Exercise inputs =
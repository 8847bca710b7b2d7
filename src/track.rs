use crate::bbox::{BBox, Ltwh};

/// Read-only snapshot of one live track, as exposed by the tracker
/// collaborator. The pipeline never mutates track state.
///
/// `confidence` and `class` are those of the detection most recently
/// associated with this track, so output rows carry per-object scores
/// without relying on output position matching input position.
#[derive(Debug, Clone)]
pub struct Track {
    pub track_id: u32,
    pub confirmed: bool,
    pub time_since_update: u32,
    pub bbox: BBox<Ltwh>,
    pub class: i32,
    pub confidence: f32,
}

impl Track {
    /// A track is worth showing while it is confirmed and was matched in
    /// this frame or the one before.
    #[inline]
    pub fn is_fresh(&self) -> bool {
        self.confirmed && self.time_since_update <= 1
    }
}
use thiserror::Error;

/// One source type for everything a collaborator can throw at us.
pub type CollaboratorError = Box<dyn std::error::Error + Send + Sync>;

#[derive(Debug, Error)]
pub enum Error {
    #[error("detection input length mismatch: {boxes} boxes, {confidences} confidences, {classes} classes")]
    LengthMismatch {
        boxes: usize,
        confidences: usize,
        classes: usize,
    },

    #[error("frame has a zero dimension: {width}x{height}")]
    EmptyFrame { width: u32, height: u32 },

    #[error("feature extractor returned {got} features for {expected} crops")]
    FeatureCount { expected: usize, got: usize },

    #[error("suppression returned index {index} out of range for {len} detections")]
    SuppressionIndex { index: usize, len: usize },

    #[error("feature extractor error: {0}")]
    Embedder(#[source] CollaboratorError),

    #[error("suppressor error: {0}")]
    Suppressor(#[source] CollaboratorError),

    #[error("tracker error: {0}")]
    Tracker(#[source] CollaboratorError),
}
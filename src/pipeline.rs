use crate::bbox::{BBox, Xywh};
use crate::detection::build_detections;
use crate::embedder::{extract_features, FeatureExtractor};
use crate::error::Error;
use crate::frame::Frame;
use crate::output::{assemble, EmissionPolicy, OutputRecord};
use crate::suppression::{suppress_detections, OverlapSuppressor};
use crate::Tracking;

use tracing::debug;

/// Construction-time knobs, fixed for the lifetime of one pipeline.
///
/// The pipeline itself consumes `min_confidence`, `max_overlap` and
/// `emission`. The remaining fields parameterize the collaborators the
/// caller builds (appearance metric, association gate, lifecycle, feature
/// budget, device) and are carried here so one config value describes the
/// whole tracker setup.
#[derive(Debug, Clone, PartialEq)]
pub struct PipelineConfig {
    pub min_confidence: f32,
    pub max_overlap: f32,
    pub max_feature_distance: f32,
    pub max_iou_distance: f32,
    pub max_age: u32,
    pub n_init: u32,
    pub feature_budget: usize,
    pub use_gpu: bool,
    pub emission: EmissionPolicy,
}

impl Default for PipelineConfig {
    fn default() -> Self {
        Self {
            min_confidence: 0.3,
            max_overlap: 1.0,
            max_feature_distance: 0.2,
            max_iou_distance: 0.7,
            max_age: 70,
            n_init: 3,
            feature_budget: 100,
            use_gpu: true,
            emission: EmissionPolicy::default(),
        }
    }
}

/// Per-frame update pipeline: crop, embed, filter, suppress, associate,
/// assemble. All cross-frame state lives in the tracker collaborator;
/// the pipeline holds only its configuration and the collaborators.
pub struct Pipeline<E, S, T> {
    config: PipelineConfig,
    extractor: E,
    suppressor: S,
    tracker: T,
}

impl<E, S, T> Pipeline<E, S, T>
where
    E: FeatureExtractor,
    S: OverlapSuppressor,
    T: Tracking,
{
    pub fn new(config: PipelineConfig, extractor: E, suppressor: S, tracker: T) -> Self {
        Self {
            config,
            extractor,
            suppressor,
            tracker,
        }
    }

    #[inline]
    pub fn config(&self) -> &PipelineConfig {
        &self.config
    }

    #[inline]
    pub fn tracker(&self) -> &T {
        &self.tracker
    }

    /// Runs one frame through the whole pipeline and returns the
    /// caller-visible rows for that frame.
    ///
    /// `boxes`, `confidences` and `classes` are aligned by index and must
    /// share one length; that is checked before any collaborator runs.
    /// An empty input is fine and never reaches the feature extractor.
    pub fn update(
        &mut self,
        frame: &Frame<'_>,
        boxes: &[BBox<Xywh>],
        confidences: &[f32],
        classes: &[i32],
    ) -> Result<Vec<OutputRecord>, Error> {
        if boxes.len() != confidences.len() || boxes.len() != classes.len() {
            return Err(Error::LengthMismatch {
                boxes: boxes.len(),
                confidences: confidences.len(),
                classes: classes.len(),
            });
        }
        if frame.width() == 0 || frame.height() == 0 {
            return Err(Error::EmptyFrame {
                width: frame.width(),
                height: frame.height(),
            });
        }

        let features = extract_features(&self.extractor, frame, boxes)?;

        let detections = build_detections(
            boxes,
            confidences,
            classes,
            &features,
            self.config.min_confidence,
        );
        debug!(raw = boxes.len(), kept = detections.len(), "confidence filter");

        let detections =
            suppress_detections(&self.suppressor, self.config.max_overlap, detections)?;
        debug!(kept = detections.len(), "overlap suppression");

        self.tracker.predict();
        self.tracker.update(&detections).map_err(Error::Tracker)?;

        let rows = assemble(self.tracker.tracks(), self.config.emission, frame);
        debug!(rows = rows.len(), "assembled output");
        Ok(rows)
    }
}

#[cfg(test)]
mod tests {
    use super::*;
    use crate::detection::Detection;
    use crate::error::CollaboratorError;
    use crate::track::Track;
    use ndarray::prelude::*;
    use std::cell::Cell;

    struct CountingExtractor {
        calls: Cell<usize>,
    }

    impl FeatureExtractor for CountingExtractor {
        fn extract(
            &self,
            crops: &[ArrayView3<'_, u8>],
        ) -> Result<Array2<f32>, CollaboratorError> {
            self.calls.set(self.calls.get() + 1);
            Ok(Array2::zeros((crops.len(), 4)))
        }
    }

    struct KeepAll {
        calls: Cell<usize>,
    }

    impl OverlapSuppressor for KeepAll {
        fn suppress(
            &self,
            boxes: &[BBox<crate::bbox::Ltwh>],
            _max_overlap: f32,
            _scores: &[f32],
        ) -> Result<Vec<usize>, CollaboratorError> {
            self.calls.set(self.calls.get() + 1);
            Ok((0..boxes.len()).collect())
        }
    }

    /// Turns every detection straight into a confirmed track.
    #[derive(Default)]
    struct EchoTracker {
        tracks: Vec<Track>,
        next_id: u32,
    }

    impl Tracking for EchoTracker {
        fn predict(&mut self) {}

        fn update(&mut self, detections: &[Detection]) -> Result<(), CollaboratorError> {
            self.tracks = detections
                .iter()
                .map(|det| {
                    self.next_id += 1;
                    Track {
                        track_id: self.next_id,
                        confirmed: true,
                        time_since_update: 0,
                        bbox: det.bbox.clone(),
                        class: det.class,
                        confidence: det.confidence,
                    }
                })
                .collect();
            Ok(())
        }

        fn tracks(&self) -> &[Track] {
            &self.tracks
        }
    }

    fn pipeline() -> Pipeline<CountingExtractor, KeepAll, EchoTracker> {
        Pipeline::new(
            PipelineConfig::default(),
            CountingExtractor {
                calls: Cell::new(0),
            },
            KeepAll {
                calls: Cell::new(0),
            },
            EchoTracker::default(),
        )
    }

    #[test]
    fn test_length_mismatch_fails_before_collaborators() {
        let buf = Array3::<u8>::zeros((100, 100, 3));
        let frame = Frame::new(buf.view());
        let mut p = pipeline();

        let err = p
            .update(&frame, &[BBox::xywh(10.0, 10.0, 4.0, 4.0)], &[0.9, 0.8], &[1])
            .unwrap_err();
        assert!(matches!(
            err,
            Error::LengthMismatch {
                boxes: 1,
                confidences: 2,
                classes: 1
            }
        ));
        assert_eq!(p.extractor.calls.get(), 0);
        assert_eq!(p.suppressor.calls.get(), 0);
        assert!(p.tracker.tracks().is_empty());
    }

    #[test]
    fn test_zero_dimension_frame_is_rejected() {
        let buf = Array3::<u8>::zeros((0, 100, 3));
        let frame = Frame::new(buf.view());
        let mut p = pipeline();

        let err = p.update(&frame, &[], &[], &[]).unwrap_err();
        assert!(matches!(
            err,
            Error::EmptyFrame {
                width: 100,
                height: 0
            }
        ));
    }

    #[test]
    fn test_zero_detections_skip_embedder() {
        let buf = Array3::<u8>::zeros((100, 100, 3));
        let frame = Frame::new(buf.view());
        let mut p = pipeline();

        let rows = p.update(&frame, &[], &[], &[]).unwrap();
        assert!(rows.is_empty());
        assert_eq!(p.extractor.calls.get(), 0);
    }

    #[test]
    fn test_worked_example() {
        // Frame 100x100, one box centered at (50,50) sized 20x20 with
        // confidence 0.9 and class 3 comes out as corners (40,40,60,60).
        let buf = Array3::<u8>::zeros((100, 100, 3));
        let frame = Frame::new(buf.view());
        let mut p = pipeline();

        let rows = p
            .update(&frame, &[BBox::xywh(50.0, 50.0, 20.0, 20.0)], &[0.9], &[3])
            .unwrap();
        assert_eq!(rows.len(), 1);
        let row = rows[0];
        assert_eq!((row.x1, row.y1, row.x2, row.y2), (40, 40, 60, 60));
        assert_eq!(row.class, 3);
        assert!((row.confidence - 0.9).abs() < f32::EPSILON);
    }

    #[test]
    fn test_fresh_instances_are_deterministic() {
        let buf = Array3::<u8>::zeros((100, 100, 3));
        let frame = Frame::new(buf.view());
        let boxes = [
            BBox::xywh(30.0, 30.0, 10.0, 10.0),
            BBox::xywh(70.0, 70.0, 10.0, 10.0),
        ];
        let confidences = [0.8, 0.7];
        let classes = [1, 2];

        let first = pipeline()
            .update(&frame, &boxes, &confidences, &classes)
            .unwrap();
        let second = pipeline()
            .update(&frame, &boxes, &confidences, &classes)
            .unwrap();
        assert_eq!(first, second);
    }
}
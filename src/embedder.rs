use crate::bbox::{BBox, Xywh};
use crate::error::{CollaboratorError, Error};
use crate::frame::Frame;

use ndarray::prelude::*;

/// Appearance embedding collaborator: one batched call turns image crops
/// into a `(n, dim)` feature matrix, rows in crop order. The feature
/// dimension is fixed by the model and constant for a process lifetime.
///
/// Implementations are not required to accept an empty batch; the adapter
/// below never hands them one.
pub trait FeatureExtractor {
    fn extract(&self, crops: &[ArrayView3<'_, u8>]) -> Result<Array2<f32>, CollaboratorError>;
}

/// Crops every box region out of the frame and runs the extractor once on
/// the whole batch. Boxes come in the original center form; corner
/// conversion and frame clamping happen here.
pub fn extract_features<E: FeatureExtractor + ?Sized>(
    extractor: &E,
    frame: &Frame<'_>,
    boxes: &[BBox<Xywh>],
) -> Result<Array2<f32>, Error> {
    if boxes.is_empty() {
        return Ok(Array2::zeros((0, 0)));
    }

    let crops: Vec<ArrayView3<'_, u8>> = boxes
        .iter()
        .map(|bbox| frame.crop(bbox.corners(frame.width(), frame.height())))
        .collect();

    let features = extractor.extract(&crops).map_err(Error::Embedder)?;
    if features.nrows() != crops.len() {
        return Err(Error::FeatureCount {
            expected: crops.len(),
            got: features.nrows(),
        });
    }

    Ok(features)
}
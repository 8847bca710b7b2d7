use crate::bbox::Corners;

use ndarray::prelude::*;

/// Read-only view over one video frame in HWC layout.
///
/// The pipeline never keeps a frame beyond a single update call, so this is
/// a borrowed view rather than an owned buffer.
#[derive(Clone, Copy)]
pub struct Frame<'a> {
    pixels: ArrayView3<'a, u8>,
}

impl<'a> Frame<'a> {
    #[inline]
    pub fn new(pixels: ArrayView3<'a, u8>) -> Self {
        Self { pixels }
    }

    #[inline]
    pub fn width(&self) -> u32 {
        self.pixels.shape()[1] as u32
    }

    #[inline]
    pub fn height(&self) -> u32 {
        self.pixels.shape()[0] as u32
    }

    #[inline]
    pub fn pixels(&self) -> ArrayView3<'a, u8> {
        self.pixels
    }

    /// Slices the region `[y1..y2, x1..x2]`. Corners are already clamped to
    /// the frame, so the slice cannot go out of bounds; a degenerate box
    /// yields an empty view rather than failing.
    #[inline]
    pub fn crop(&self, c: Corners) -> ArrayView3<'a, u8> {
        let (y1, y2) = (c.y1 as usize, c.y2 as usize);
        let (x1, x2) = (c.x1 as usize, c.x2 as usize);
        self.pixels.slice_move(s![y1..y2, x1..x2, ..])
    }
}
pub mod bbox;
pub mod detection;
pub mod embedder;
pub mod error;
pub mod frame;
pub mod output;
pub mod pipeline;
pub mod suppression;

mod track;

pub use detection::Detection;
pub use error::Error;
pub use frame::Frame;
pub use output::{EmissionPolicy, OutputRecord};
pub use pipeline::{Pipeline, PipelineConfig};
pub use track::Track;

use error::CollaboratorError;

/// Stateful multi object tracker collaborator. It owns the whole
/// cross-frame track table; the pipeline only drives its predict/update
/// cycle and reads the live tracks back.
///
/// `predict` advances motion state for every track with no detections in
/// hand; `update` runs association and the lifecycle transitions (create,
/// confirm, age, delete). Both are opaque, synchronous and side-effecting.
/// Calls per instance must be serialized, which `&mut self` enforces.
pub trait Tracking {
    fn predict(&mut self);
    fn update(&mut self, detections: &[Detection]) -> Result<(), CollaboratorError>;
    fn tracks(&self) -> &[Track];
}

Required action = What is the number of lines in the entries above that hold the string "must"? Please state that number alone.

Your response = 2